On a estimé que la vitesse de l’influx nerveux pouvait être des dizaines de fois, et même jusqu’à 100 fois plus rapide dans les axones myélinisés. Un exemple concret ce serait le corps calleux, ce gros faisceau d’axones qui relie nos deux hémisphères cérébraux, et que les influx nerveux traversent en 150 à 300 millisecondes dans les axones non myélinisés et seulement en 30 millisecondes dans les fibres myélinisées.

Dans les nerfs périphériques et la moelle épinière, c’est un autre type de gliale, les cellules de Schwann, qui produisent la myéline et qui vont myéliniser les axones où la vitesse de l’influx nerveux doit être rapide, comme dans ceux qui forment les nerfs produisant la contraction des muscles qui nous font bouger.

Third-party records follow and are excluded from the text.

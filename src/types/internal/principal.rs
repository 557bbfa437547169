use crate::errors::internal::ValidationError;
use crate::errors::InternalError;
use crate::types::db::user;
use crate::types::internal::{Role, ScopeKey};

/// The authenticated actor performing an operation
#[derive(Debug, Clone, PartialEq)]
pub struct Principal {
    pub user_id: String,
    pub username: String,
    pub role: Role,
    pub college_name: Option<String>,
    pub branch_name: Option<String>,
}

impl Principal {
    pub fn scope(&self) -> Option<ScopeKey> {
        ScopeKey::from_parts(self.college_name.as_deref(), self.branch_name.as_deref())
    }

    /// Scope of the principal, or a validation error when college or branch is unset
    pub fn require_scope(&self) -> Result<ScopeKey, ValidationError> {
        self.scope().ok_or_else(|| ValidationError::IncompleteScope {
            username: self.username.clone(),
        })
    }
}

impl TryFrom<user::Model> for Principal {
    type Error = InternalError;

    fn try_from(user: user::Model) -> Result<Self, Self::Error> {
        let role = user
            .role
            .parse::<Role>()
            .map_err(|e| InternalError::parse("role", e))?;

        Ok(Self {
            user_id: user.id,
            username: user.username,
            role,
            college_name: user.college_name,
            branch_name: user.branch_name,
        })
    }
}

#[cfg(test)]
mod tests {
    use super::*;

    fn user_model(role: &str, college: Option<&str>, branch: Option<&str>) -> user::Model {
        user::Model {
            id: "u-1".to_string(),
            username: "asha".to_string(),
            password_hash: "$argon2id$stub".to_string(),
            role: role.to_string(),
            college_name: college.map(str::to_string),
            branch_name: branch.map(str::to_string),
            created_at: 0,
        }
    }

    #[test]
    fn converts_user_row_into_principal() {
        let principal = Principal::try_from(user_model("HOD", Some("X"), Some("CS"))).unwrap();

        assert_eq!(principal.role, Role::Hod);
        assert_eq!(principal.scope(), Some(ScopeKey::new("X", "CS")));
    }

    #[test]
    fn rejects_unknown_role_string() {
        let result = Principal::try_from(user_model("Janitor", None, None));
        assert!(matches!(result, Err(InternalError::Parse { .. })));
    }

    #[test]
    fn require_scope_fails_without_branch() {
        let principal = Principal::try_from(user_model("Student", Some("X"), None)).unwrap();
        assert!(matches!(
            principal.require_scope(),
            Err(ValidationError::IncompleteScope { .. })
        ));
    }
}
use sea_orm_migration::prelude::*;

use super::m20250301_000001_create_users::Users;

#[derive(DeriveMigrationName)]
pub struct Migration;

#[async_trait::async_trait]
impl MigrationTrait for Migration {
    async fn up(&self, manager: &SchemaManager) -> Result<(), DbErr> {
        manager
            .create_table(
                Table::create()
                    .table(Sessions::Table)
                    .if_not_exists()
                    .col(
                        ColumnDef::new(Sessions::TokenHash)
                            .string()
                            .not_null()
                            .primary_key(),
                    )
                    .col(
                        ColumnDef::new(Sessions::UserId)
                            .string()
                            .not_null(),
                    )
                    .col(
                        ColumnDef::new(Sessions::ExpiresAt)
                            .big_integer()
                            .not_null(),
                    )
                    .col(
                        ColumnDef::new(Sessions::CreatedAt)
                            .big_integer()
                            .not_null(),
                    )
                    .foreign_key(
                        ForeignKey::create()
                            .name("fk_sessions_user_id")
                            .from(Sessions::Table, Sessions::UserId)
                            .to(Users::Table, Users::Id)
                            .on_delete(ForeignKeyAction::Cascade),
                    )
                    .to_owned(),
            )
            .await?;

        manager
            .create_index(
                Index::create()
                    .if_not_exists()
                    .name("idx_sessions_expires")
                    .table(Sessions::Table)
                    .col(Sessions::ExpiresAt)
                    .to_owned(),
            )
            .await
    }

    async fn down(&self, manager: &SchemaManager) -> Result<(), DbErr> {
        manager
            .drop_table(Table::drop().table(Sessions::Table).to_owned())
            .await
    }
}

#[derive(DeriveIden)]
enum Sessions {
    Table,
    TokenHash,
    UserId,
    ExpiresAt,
    CreatedAt,
}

Ce qui est particulier avec la « myélinisation » des axones, c’est qu’elle se termine très tard durant le développement : pas avant le milieu ou la fin de la vingtaine ! En plus, ce sont les axones de la partie frontale du cerveau qui sont parmi les derniers à être myélinisés. Comme c’est une région globalement importante pour la régulation et l’inhibition des impulsions comportementales, plusieurs pensent que c’est relié aux capacités plus limitées de contrôle de soi durant l’adolescence.

Le lien étroit entre l’axone et sa gaine de myéline est aussi évident chez les personnes atteintes de sclérose en plaques où des cellules du système immunitaire attaquent la gaine de myéline, entraînant non seulement des troubles de conduction dans l’axone démyélinisé, mais aussi l’altération et la destruction des axones. Beaucoup d’études ont aussi montré une baisse d’oligodendrocytes dans plusieurs régions cérébrales des patients schizophrènes.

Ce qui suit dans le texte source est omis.